Comparação de métodos de estimação em modelos logísticos multiníveis para dados longitudinais: Um estudo de simulação.

Autor(es) e Instituição: 
Renata de Miranda Esquivel- Centro Integrado de Manufatura e Tecnologia (CIMATEC)/ SENAI.
Leila Denise Alves Ferreira Amorim- Departamento de Estatística da UFBA.
Rosemeire Leovigildo Fiaccone -Departamento de Estatística da UFBA.
Apresentador: 
Renata de Miranda Esquivel

O desenvolvimento de métodos estatísticos para análise de dados obtidos em situações em que as observações são dependentes tem apresentado crescimento relevante nas últimas décadas e, em especial, na análise de dados provenientes de estudos longitudinais.
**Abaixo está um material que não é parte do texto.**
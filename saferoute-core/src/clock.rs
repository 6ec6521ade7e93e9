//! Wall-clock seam so cache expiry and time factors can be tested.

use chrono::{Local, NaiveDateTime};

/// Source of the current local wall-clock time.
///
/// Implementations must be thread-safe so the background refresher can
/// share the engine's clock.
pub trait Clock: Send + Sync {
    /// Current local date and time.
    fn now(&self) -> NaiveDateTime;
}

/// [`Clock`] backed by the operating system's local time.
#[derive(Debug, Default, Clone, Copy)]
pub struct SystemClock;

impl Clock for SystemClock {
    fn now(&self) -> NaiveDateTime {
        Local::now().naive_local()
    }
}

impl<C: Clock + ?Sized> Clock for std::sync::Arc<C> {
    fn now(&self) -> NaiveDateTime {
        (**self).now()
    }
}
//! Seeded variation used by the generator.
//!
//! Every random-looking value in a dataset comes from a [`Variation`]
//! stream seeded from the area name, so identical inputs always produce
//! identical output. The PRNG is `ChaCha8`, whose output is stable across
//! platforms and crate releases.

use rand::{Rng, SeedableRng};
use rand_chacha::ChaCha8Rng;

/// Return a value in `0.0..1.0` determined entirely by `seed`.
///
/// # Examples
/// ```
/// use saferoute_data::generator::deterministic_variation;
///
/// let v = deterministic_variation(42);
/// assert!((0.0..1.0).contains(&v));
/// assert_eq!(v, deterministic_variation(42));
/// ```
#[must_use]
pub fn deterministic_variation(seed: u64) -> f64 {
    Variation::new(seed).unit()
}

/// Stable seed for an area: the sum of each character's code point
/// multiplied by its one-based position.
///
/// # Examples
/// ```
/// use saferoute_data::generator::area_seed;
///
/// // 'a' (97) * 1 + 'b' (98) * 2
/// assert_eq!(area_seed("ab"), 293);
/// ```
#[must_use]
pub fn area_seed(name: &str) -> u64 {
    name.chars()
        .zip(1_u64..)
        .map(|(c, position)| u64::from(c).wrapping_mul(position))
        .fold(0_u64, u64::wrapping_add)
}

/// A deterministic stream of unit variations.
#[derive(Debug, Clone)]
pub struct Variation {
    rng: ChaCha8Rng,
}

impl Variation {
    /// Start a stream from `seed`.
    #[must_use]
    pub fn new(seed: u64) -> Self {
        Self {
            rng: ChaCha8Rng::seed_from_u64(seed),
        }
    }

    /// Next value in `0.0..1.0`.
    pub fn unit(&mut self) -> f64 {
        self.rng.gen_range(0.0..1.0)
    }

    /// Next value in `min..max`.
    #[expect(clippy::float_arithmetic, reason = "affine map of a unit sample")]
    pub fn between(&mut self, min: f64, max: f64) -> f64 {
        min + (max - min) * self.unit()
    }

    /// Next value in `-amplitude..amplitude`.
    pub fn signed(&mut self, amplitude: f64) -> f64 {
        self.between(-amplitude, amplitude)
    }

    /// Next whole number in `0..=max`.
    pub fn up_to(&mut self, max: u32) -> u32 {
        self.rng.gen_range(0..=max)
    }
}
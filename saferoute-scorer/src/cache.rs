//! Time-bounded cache of real-time scores.
//!
//! Entries hold the unadjusted score plus what is needed to recompute the
//! time factor, so a hit or a sweep never consults crime data again. The
//! map lock is held only for reads and writes; refreshing happens on
//! snapshots and is written back only when the entry was not replaced in
//! the meantime.

use std::collections::HashMap;
use std::sync::{Arc, Mutex, MutexGuard, PoisonError};

use chrono::{NaiveDateTime, TimeDelta};
use log::{debug, warn};
use saferoute_core::{Clock, ComponentWeights, GeoPoint, SafetyScore, TimeContext};

use crate::components::time_factor;
use crate::environment::EnvironmentProvider;

/// Scale applied before rounding coordinates into a key (4 decimals).
const KEY_SCALE: f64 = 10_000.0;

/// Location rounded to four decimal degrees (about 11 m).
#[derive(Debug, Clone, Copy, PartialEq, Eq, Hash)]
pub(crate) struct QuantizedKey {
    lat: i64,
    lng: i64,
}

impl QuantizedKey {
    #[expect(clippy::float_arithmetic, reason = "coordinate quantization")]
    #[expect(
        clippy::cast_possible_truncation,
        reason = "validated coordinates scaled by 1e4 fit in i64"
    )]
    pub(crate) fn from_point(point: &GeoPoint) -> Self {
        Self {
            lat: (point.lat * KEY_SCALE).round() as i64,
            lng: (point.lng * KEY_SCALE).round() as i64,
        }
    }
}

/// One cached real-time score.
#[derive(Debug, Clone)]
pub(crate) struct CacheEntry {
    pub(crate) point: GeoPoint,
    /// Score without environmental adjustment, as first computed.
    pub(crate) base: SafetyScore,
    pub(crate) overnight_probability: Option<f64>,
    pub(crate) time_enabled: bool,
    pub(crate) is_holiday: bool,
    /// Most recently refreshed and adjusted score.
    pub(crate) current: SafetyScore,
    pub(crate) created_at: NaiveDateTime,
    pub(crate) expires_at: NaiveDateTime,
}

impl CacheEntry {
    fn is_live(&self, now: NaiveDateTime) -> bool {
        now < self.expires_at
    }
}

/// Outcome of one cache sweep.
#[derive(Debug, Clone, Copy, Default, PartialEq, Eq)]
pub struct SweepReport {
    /// Entries removed because they had expired.
    pub evicted: usize,
    /// Live entries whose time factor and adjustment were refreshed.
    pub refreshed: usize,
}

/// The map lock was poisoned by a panicking thread.
#[derive(Debug, Clone, Copy)]
pub(crate) struct CachePoisoned;

/// Shared between the engine and its refresh worker.
pub(crate) struct ScoreCache {
    entries: Mutex<HashMap<QuantizedKey, CacheEntry>>,
    clock: Arc<dyn Clock>,
    environment: Arc<dyn EnvironmentProvider>,
    weights: ComponentWeights,
    ttl: TimeDelta,
}

impl ScoreCache {
    pub(crate) fn new(
        clock: Arc<dyn Clock>,
        environment: Arc<dyn EnvironmentProvider>,
        weights: ComponentWeights,
        ttl: TimeDelta,
    ) -> Self {
        Self {
            entries: Mutex::new(HashMap::new()),
            clock,
            environment,
            weights,
            ttl,
        }
    }

    pub(crate) fn now(&self) -> NaiveDateTime {
        self.clock.now()
    }

    pub(crate) fn expiry_for(&self, created_at: NaiveDateTime) -> NaiveDateTime {
        created_at
            .checked_add_signed(self.ttl)
            .unwrap_or(NaiveDateTime::MAX)
    }

    fn lock(&self) -> Result<MutexGuard<'_, HashMap<QuantizedKey, CacheEntry>>, CachePoisoned> {
        self.entries.lock().map_err(|_| CachePoisoned)
    }

    fn lock_recovering(&self) -> MutexGuard<'_, HashMap<QuantizedKey, CacheEntry>> {
        self.entries.lock().unwrap_or_else(|poisoned| {
            warn!("score cache lock poisoned; recovering");
            PoisonError::into_inner(poisoned)
        })
    }

    /// Clone of the entry for `key` if it has not expired at `now`.
    pub(crate) fn live_entry(
        &self,
        key: QuantizedKey,
        now: NaiveDateTime,
    ) -> Result<Option<CacheEntry>, CachePoisoned> {
        Ok(self.lock()?.get(&key).filter(|e| e.is_live(now)).cloned())
    }

    /// Most recent adjusted score for `key`, without refreshing it.
    pub(crate) fn peek(&self, key: QuantizedKey) -> Option<SafetyScore> {
        self.lock_recovering().get(&key).map(|e| e.current.clone())
    }

    pub(crate) fn insert(&self, key: QuantizedKey, entry: CacheEntry) -> Result<(), CachePoisoned> {
        self.lock()?.insert(key, entry);
        Ok(())
    }

    /// Store `score` as the current score unless the entry was replaced.
    pub(crate) fn write_back(
        &self,
        key: QuantizedKey,
        created_at: NaiveDateTime,
        score: &SafetyScore,
    ) -> Result<bool, CachePoisoned> {
        Ok(Self::write_back_locked(
            &mut *self.lock()?,
            key,
            created_at,
            score,
        ))
    }

    fn write_back_locked(
        entries: &mut HashMap<QuantizedKey, CacheEntry>,
        key: QuantizedKey,
        created_at: NaiveDateTime,
        score: &SafetyScore,
    ) -> bool {
        match entries.get_mut(&key) {
            Some(entry) if entry.created_at == created_at => {
                entry.current = score.clone();
                true
            }
            _ => false,
        }
    }

    /// Recompute the time factor and environmental adjustment at `now`.
    ///
    /// Crime, population and lighting components are carried over from the
    /// entry's base score, so lighting keeps the day floor or night cap of
    /// the hour the entry was created; only the time factor, the overall
    /// score and the environmental adjustment follow the clock.
    pub(crate) fn refresh(&self, entry: &CacheEntry, now: NaiveDateTime) -> SafetyScore {
        let context = TimeContext::new(now).with_holiday(entry.is_holiday);
        self.evaluate(entry, &context, now)
    }

    /// Adjusted score with the time factor and environment evaluated at
    /// `context`, stamped as calculated at `now`.
    pub(crate) fn evaluate(
        &self,
        entry: &CacheEntry,
        context: &TimeContext,
        now: NaiveDateTime,
    ) -> SafetyScore {
        let mut components = entry.base.components;
        if entry.time_enabled {
            components.time_factor = time_factor(Some(context), entry.overnight_probability);
        }
        let base_overall = components.weighted_overall_with(&self.weights);
        let adjustment = self
            .environment
            .conditions(&entry.point, context.local_time)
            .adjustment();
        SafetyScore {
            components,
            factors: components.factors(&self.weights),
            last_calculated: now,
            ..entry.base.clone()
        }
        .with_adjustment(base_overall, adjustment)
    }

    /// Evict expired entries and refresh live ones in place.
    pub(crate) fn sweep(&self) -> SweepReport {
        let now = self.now();
        let (evicted, snapshot): (usize, Vec<(QuantizedKey, CacheEntry)>) = {
            let mut entries = self.lock_recovering();
            let before = entries.len();
            entries.retain(|_, e| e.is_live(now));
            let evicted = before.saturating_sub(entries.len());
            if evicted > 0 {
                debug!("evicted {evicted} expired real-time scores");
            }
            (evicted, entries.iter().map(|(k, e)| (*k, e.clone())).collect())
        };
        let refreshed: Vec<(QuantizedKey, NaiveDateTime, SafetyScore)> = snapshot
            .iter()
            .map(|(key, entry)| (*key, entry.created_at, self.refresh(entry, now)))
            .collect();
        let mut entries = self.lock_recovering();
        let written = refreshed
            .iter()
            .filter(|(key, created_at, score)| {
                Self::write_back_locked(&mut entries, *key, *created_at, score)
            })
            .count();
        SweepReport {
            evicted,
            refreshed: written,
        }
    }

    pub(crate) fn len(&self) -> usize {
        self.lock_recovering().len()
    }

    pub(crate) fn clear(&self) {
        self.lock_recovering().clear();
    }
}
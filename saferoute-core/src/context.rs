//! Scoring context: when a location is visited and which factors apply.

use chrono::{Datelike, NaiveDateTime, Timelike, Weekday};
use serde::{Deserialize, Serialize};

use crate::{FactorType, TravelMode};

/// Hour at which the weekend-evening penalty starts.
const WEEKEND_EVENING_START: u32 = 20;

/// Coarse bucket of the hour of day.
#[derive(Debug, Clone, Copy, PartialEq, Eq, Hash, Serialize, Deserialize)]
#[serde(rename_all = "lowercase")]
pub enum DayPeriod {
    /// 06:00 to 17:59.
    Day,
    /// 18:00 to 21:59.
    Evening,
    /// 22:00 to 05:59.
    Overnight,
}

impl DayPeriod {
    /// Bucket an hour in `0..24`.
    #[must_use]
    pub const fn from_hour(hour: u32) -> Self {
        match hour {
            6..=17 => Self::Day,
            18..=21 => Self::Evening,
            _ => Self::Overnight,
        }
    }

    /// Whether the period lies outside daylight hours.
    #[must_use]
    pub const fn is_night(self) -> bool {
        !matches!(self, Self::Day)
    }
}

/// Local wall-clock time of a visit.
///
/// # Examples
/// ```
/// use chrono::NaiveDate;
/// use saferoute_core::{DayPeriod, TimeContext};
///
/// let friday_night = NaiveDate::from_ymd_opt(2024, 3, 15)
///     .and_then(|d| d.and_hms_opt(21, 30, 0))
///     .unwrap();
/// let context = TimeContext::new(friday_night);
/// assert_eq!(context.period(), DayPeriod::Evening);
/// assert!(context.is_weekend_evening());
/// ```
#[derive(Debug, Clone, Copy, PartialEq, Eq, Serialize, Deserialize)]
pub struct TimeContext {
    /// Local date and time.
    pub local_time: NaiveDateTime,
    /// Whether the day is a public holiday.
    #[serde(default)]
    pub is_holiday: bool,
}

impl TimeContext {
    /// Context for an ordinary day.
    #[must_use]
    pub const fn new(local_time: NaiveDateTime) -> Self {
        Self {
            local_time,
            is_holiday: false,
        }
    }

    /// Mark the day as a holiday.
    #[must_use]
    pub const fn with_holiday(mut self, is_holiday: bool) -> Self {
        self.is_holiday = is_holiday;
        self
    }

    /// Hour of day in `0..24`.
    #[must_use]
    pub fn hour(&self) -> u32 {
        self.local_time.hour()
    }

    /// Day of the week.
    #[must_use]
    pub fn weekday(&self) -> Weekday {
        self.local_time.weekday()
    }

    /// Bucket of the current hour.
    #[must_use]
    pub fn period(&self) -> DayPeriod {
        DayPeriod::from_hour(self.hour())
    }

    /// Friday, Saturday or a holiday, at or after 20:00.
    #[must_use]
    pub fn is_weekend_evening(&self) -> bool {
        let weekendish = self.is_holiday || matches!(self.weekday(), Weekday::Fri | Weekday::Sat);
        weekendish && self.hour() >= WEEKEND_EVENING_START
    }
}

/// Which components to compute and how the visitor travels.
///
/// Disabled components take their documented defaults.
#[derive(Debug, Clone, Copy, PartialEq, Eq, Serialize, Deserialize)]
#[serde(default)]
pub struct FactorFlags {
    /// Include the crime component.
    pub crime: bool,
    /// Include the time-of-day component.
    pub time: bool,
    /// Include the population component.
    pub population: bool,
    /// Include the lighting component.
    pub lighting: bool,
    /// How the visitor travels, if known.
    pub travel_mode: Option<TravelMode>,
}

impl Default for FactorFlags {
    fn default() -> Self {
        Self {
            crime: true,
            time: true,
            population: true,
            lighting: true,
            travel_mode: None,
        }
    }
}

impl FactorFlags {
    /// Set the travel mode.
    #[must_use]
    pub const fn with_travel_mode(mut self, travel_mode: TravelMode) -> Self {
        self.travel_mode = Some(travel_mode);
        self
    }

    /// Disable one component.
    #[must_use]
    pub const fn without(mut self, factor_type: FactorType) -> Self {
        match factor_type {
            FactorType::CrimeRisk => self.crime = false,
            FactorType::TimeFactor => self.time = false,
            FactorType::PopulationDensity => self.population = false,
            FactorType::LightingLevel => self.lighting = false,
        }
        self
    }

    /// Whether `factor_type` is computed.
    #[must_use]
    pub const fn includes(&self, factor_type: FactorType) -> bool {
        match factor_type {
            FactorType::CrimeRisk => self.crime,
            FactorType::TimeFactor => self.time,
            FactorType::PopulationDensity => self.population,
            FactorType::LightingLevel => self.lighting,
        }
    }
}

#[cfg(test)]
mod tests {
    use super::*;
    use chrono::NaiveDate;
    use rstest::rstest;

    fn at(day: u32, hour: u32) -> TimeContext {
        // March 2024: the 11th is a Monday, the 15th a Friday.
        let time = NaiveDate::from_ymd_opt(2024, 3, day)
            .and_then(|d| d.and_hms_opt(hour, 0, 0))
            .expect("valid test date");
        TimeContext::new(time)
    }

    #[rstest]
    #[case(5, DayPeriod::Overnight)]
    #[case(6, DayPeriod::Day)]
    #[case(17, DayPeriod::Day)]
    #[case(18, DayPeriod::Evening)]
    #[case(21, DayPeriod::Evening)]
    #[case(22, DayPeriod::Overnight)]
    fn buckets_hours(#[case] hour: u32, #[case] expected: DayPeriod) {
        assert_eq!(DayPeriod::from_hour(hour), expected);
    }

    #[rstest]
    #[case(15, 20, false, true)]
    #[case(16, 23, false, true)]
    #[case(15, 19, false, false)]
    #[case(11, 22, false, false)]
    #[case(11, 22, true, true)]
    fn weekend_evening(
        #[case] day: u32,
        #[case] hour: u32,
        #[case] holiday: bool,
        #[case] expected: bool,
    ) {
        assert_eq!(
            at(day, hour).with_holiday(holiday).is_weekend_evening(),
            expected
        );
    }

    #[rstest]
    fn flags_default_to_everything_enabled() {
        let flags = FactorFlags::default();
        assert!(FactorType::ALL.iter().all(|t| flags.includes(*t)));
        let without = flags.without(FactorType::LightingLevel);
        assert!(!without.includes(FactorType::LightingLevel));
        assert!(without.includes(FactorType::CrimeRisk));
    }
}
//! Historical windows used to rescale incident counts.

use std::fmt;
use std::str::FromStr;

use serde::{Deserialize, Serialize};

use crate::crime::UnknownLabel;

/// Historical window covered by a dataset.
///
/// Counts are generated for [`Timeframe::SixMonths`] and rescaled by
/// [`Timeframe::multiplier`] for the other windows.
///
/// # Examples
/// ```
/// use saferoute_core::Timeframe;
///
/// assert_eq!(Timeframe::parse_or_default("1year"), Timeframe::OneYear);
/// assert_eq!(Timeframe::parse_or_default("fortnight"), Timeframe::SixMonths);
/// ```
#[derive(Debug, Clone, Copy, PartialEq, Eq, Hash, Default, Serialize, Deserialize)]
pub enum Timeframe {
    /// The last month.
    #[serde(rename = "1month")]
    OneMonth,
    /// The last three months.
    #[serde(rename = "3months")]
    ThreeMonths,
    /// The last six months; the generation baseline.
    #[default]
    #[serde(rename = "6months")]
    SixMonths,
    /// The last year.
    #[serde(rename = "1year")]
    OneYear,
}

impl Timeframe {
    /// Every window from shortest to longest.
    pub const ALL: [Self; 4] = [
        Self::OneMonth,
        Self::ThreeMonths,
        Self::SixMonths,
        Self::OneYear,
    ];

    /// Label used on the wire.
    #[must_use]
    pub const fn as_str(self) -> &'static str {
        match self {
            Self::OneMonth => "1month",
            Self::ThreeMonths => "3months",
            Self::SixMonths => "6months",
            Self::OneYear => "1year",
        }
    }

    /// Length of the window in calendar months.
    #[must_use]
    pub const fn months(self) -> u32 {
        match self {
            Self::OneMonth => 1,
            Self::ThreeMonths => 3,
            Self::SixMonths => 6,
            Self::OneYear => 12,
        }
    }

    /// Factor applied to six-month incident counts.
    #[must_use]
    #[expect(clippy::float_arithmetic, reason = "one sixth of the baseline")]
    pub const fn multiplier(self) -> f64 {
        match self {
            Self::OneMonth => 1.0 / 6.0,
            Self::ThreeMonths => 0.5,
            Self::SixMonths => 1.0,
            Self::OneYear => 2.0,
        }
    }

    /// Parse a label, falling back to [`Timeframe::SixMonths`] when unknown.
    #[must_use]
    pub fn parse_or_default(label: &str) -> Self {
        label.parse().unwrap_or_else(|err| {
            log::debug!("{err}; using {}", Self::default());
            Self::default()
        })
    }
}

impl fmt::Display for Timeframe {
    fn fmt(&self, f: &mut fmt::Formatter<'_>) -> fmt::Result {
        f.write_str(self.as_str())
    }
}

impl FromStr for Timeframe {
    type Err = UnknownLabel;

    fn from_str(s: &str) -> Result<Self, Self::Err> {
        Self::ALL
            .into_iter()
            .find(|t| t.as_str().eq_ignore_ascii_case(s.trim()))
            .ok_or_else(|| UnknownLabel {
                kind: "timeframe",
                label: s.to_owned(),
            })
    }
}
No contexto dos modelos multiníveis lineares generalizados (GLMM), a estimação pode ser realizada sob dois enfoques: métodos de aproximação da verossimilhança ou por integração numérica (Hox, 2002). Esse trabalho objetiva comparar a performance dos métodos de estimação disponíveis no software R para o ajuste de modelos logísticos multiníveis na análise de dados longitudinais. Para isto foram conduzidos estudos de simulação, considerando-se diferentes graus de dependência, número de observações repetidas e número de indivíduos. Resultados dos estudos de simulação apontam para diferenças mais acentuadas de performance dos métodos (em termos de vício, variabilidade dos estimadores e probabilidade de cobertura) em situações com reduzido número de mensurações ao longo do tempo e alto coeficiente de correlação intraclasse. Neste caso, alguns métodos produziram estimativas menos viesadas, enquanto outros foram mais acurados. No entanto, o aumento conjunto do número de indivíduos sob estudo e do número de medidas repetidas apontam que a performance destes métodos de estimação tendem a ser muito similares. Neste caso, a escolha do método a ser utilizado no ajuste do modelo logístico multinível dependerá da disponibilidade em software estatístico.

Projeto com financiamento FAPESB, Termo de Outorga nº.0082/2006.